JSON Data (data/26963326/json/)

File Size Content
publication_records.json 2.3 GB 253K papers as JSONL with full metadata
laureate_info.json 924 KB Laureate details with geo-coordinates
award_details.json 664 KB Award details with geo-coordinates

Processing Steps

Step 1: Load CSV Data

All CSV files are loaded with Polars for high-performance columnar processing:

laureates = pl.read_csv(data_dir / "laureate.csv")
awards = pl.read_csv(data_dir / "award_info.csv")
categories = pl.read_csv(data_dir / "nobel_prize_category.csv")
matching = pl.read_csv(data_dir / "laureate_openalex_matching.csv")
institutions = pl.read_csv(data_dir / "institution.csv")

Step 2: Decode Abstracts

OpenAlex stores abstracts as inverted indices — a mapping from each word to its position(s) in the text. The decode_abstract() function reconstructs readable text:

# Input: {"the": [0, 5], "Nobel": [1], "Prize": [2], ...}
# Output: "the Nobel Prize ... the ..."

def decode_abstract(inverted_index: dict) -> str:
    if not inverted_index:
        return ""
    words = {}
    for word, positions in inverted_index.items():
        for pos in positions:
            words[pos] = word
    return " ".join(words[i] for i in sorted(words.keys()))

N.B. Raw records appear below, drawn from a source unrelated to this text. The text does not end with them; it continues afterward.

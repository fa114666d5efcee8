//! Per-file validation reports, rendered as text lines or JSON objects.

use std::error::Error;

use camino::{Utf8Path, Utf8PathBuf};
use sarifkit::{JsonValue, LoadError, SarifLog};
use serde::Serialize;

#[derive(Debug, Serialize)]
pub struct FileReport {
    pub path: Utf8PathBuf,
    pub ok: bool,
    #[serde(skip_serializing_if = "Option::is_none")]
    pub runs: Option<usize>,
    #[serde(skip_serializing_if = "Option::is_none")]
    pub results: Option<usize>,
    #[serde(skip_serializing_if = "Option::is_none")]
    pub error: Option<ErrorReport>,
}

#[derive(Debug, Serialize)]
pub struct ErrorReport {
    pub kind: &'static str,
    pub message: String,
    #[serde(skip_serializing_if = "Option::is_none")]
    pub path: Option<String>,
    #[serde(skip_serializing_if = "Option::is_none")]
    pub field_path: Option<String>,
    #[serde(skip_serializing_if = "Option::is_none")]
    pub expected: Option<String>,
    #[serde(skip_serializing_if = "Option::is_none")]
    pub received: Option<JsonValue>,
    #[serde(skip_serializing_if = "Option::is_none")]
    pub line: Option<usize>,
    #[serde(skip_serializing_if = "Option::is_none")]
    pub column: Option<usize>,
}

impl FileReport {
    pub fn new(path: &Utf8Path, outcome: &Result<SarifLog, LoadError>) -> Self {
        match outcome {
            Ok(log) => Self {
                path: path.to_owned(),
                ok: true,
                runs: Some(log.runs.len()),
                results: Some(log.results().count()),
                error: None,
            },
            Err(err) => Self {
                path: path.to_owned(),
                ok: false,
                runs: None,
                results: None,
                error: Some(ErrorReport::new(err)),
            },
        }
    }

    pub fn render_text(&self) -> String {
        match (&self.error, self.runs, self.results) {
            (Some(err), _, _) => format!("error {}: {}", self.path, err.message),
            (None, runs, results) => format!(
                "ok {}: {} run(s), {} result(s)",
                self.path,
                runs.unwrap_or_default(),
                results.unwrap_or_default()
            ),
        }
    }
}

impl ErrorReport {
    fn new(err: &LoadError) -> Self {
        let mut report = Self {
            kind: err.kind(),
            message: error_chain(err),
            path: None,
            field_path: None,
            expected: None,
            received: None,
            line: None,
            column: None,
        };
        match err {
            LoadError::Validation(v) => {
                report.path = Some(v.path().to_string());
                report.field_path = Some(v.field_path().to_string());
                report.expected = v.expected().map(str::to_string);
                report.received = v.received().cloned();
            }
            LoadError::Syntax(s) => {
                report.line = Some(s.line);
                report.column = Some(s.column);
            }
            LoadError::Io { .. } | LoadError::TooLarge { .. } => {}
        }
        report
    }
}

/// `outer: inner: root` rendering of an error and its sources.
fn error_chain(err: &dyn Error) -> String {
    let mut out = err.to_string();
    let mut source = err.source();
    while let Some(cause) = source {
        out.push_str(": ");
        out.push_str(&cause.to_string());
        source = cause.source();
    }
    out
}

#[cfg(test)]
mod tests {
    use super::*;

    #[test]
    fn ok_report_counts_runs_and_results() {
        let log = sarifkit::load_str(
            r#"{"runs":[{"tool":{"driver":{"name":"t"}},"results":[{"message":{"text":"a"}},{"message":{"text":"b"}}]}]}"#,
        );
        let report = FileReport::new(Utf8Path::new("a.sarif"), &log);
        assert_eq!(report.render_text(), "ok a.sarif: 1 run(s), 2 result(s)");

        let json = serde_json::to_value(&report).expect("json");
        assert_eq!(
            json,
            serde_json::json!({"path": "a.sarif", "ok": true, "runs": 1, "results": 2})
        );
    }

    #[test]
    fn validation_report_carries_both_paths() {
        let outcome = sarifkit::load_str(r#"{"runs":[{"tool":{"driver":{}}}]}"#);
        let report = FileReport::new(Utf8Path::new("b.sarif"), &outcome);
        let err = report.error.as_ref().expect("error");
        assert_eq!(err.kind, "missing_field");
        assert_eq!(err.path.as_deref(), Some("runs[0].tool.driver.name"));
        assert_eq!(err.field_path.as_deref(), Some("runs[0].tool.driver.name"));
        assert_eq!(err.expected.as_deref(), Some("required field"));
        assert_eq!(
            report.render_text(),
            "error b.sarif: invalid SARIF at `runs[0].tool.driver.name`: missing required field"
        );
    }

    #[test]
    fn syntax_report_has_position() {
        let outcome = sarifkit::load_str("{\n  \"runs\": [,]\n}");
        let report = FileReport::new(Utf8Path::new("c.sarif"), &outcome);
        let err = report.error.as_ref().expect("error");
        assert_eq!(err.kind, "syntax");
        assert_eq!(err.line, Some(2));
        assert!(err.path.is_none());
    }

    #[test]
    fn io_errors_include_the_cause() {
        let outcome = sarifkit::load_path("/no/such/dir/x.sarif");
        let report = FileReport::new(Utf8Path::new("/no/such/dir/x.sarif"), &outcome);
        let err = report.error.as_ref().expect("error");
        assert_eq!(err.kind, "io");
        assert!(err.message.starts_with("failed to read /no/such/dir/x.sarif: "), "{}", err.message);
    }
}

Step 3: Stream Load Publications

The 2.3 GB JSONL file is loaded via streaming with per-laureate filtering:

def load_publications_sample(json_path, laureate_ids, max_per_laureate=100):
    """Stream-read JSONL, filter by laureate, limit per person."""

Step 4: Data Joining

Awards are joined with categories to add field names:

awards + categories → awards with field/category names
laureates + matching → laureates with OpenAlex IDs

Step 5: Output Parquet

Clean data is saved as Parquet files for efficient downstream processing:

  • output/clean_data/laureates.parquet
  • output/clean_data/awards.parquet
  • output/clean_data/publications.parquet
  • output/clean_data/institutions.parquet

Sample Mode

In sample mode (default), only 5 representative laureates are processed:

SAMPLE_LAUREATE_IDS = [745, 102, 779, 114, 843]

This dramatically reduces processing time and output size while covering all 4 Nobel Prize fields.

Running

# Via pipeline
uv run python main.py --phase 1

# Standalone
uv run python -m src.data_loader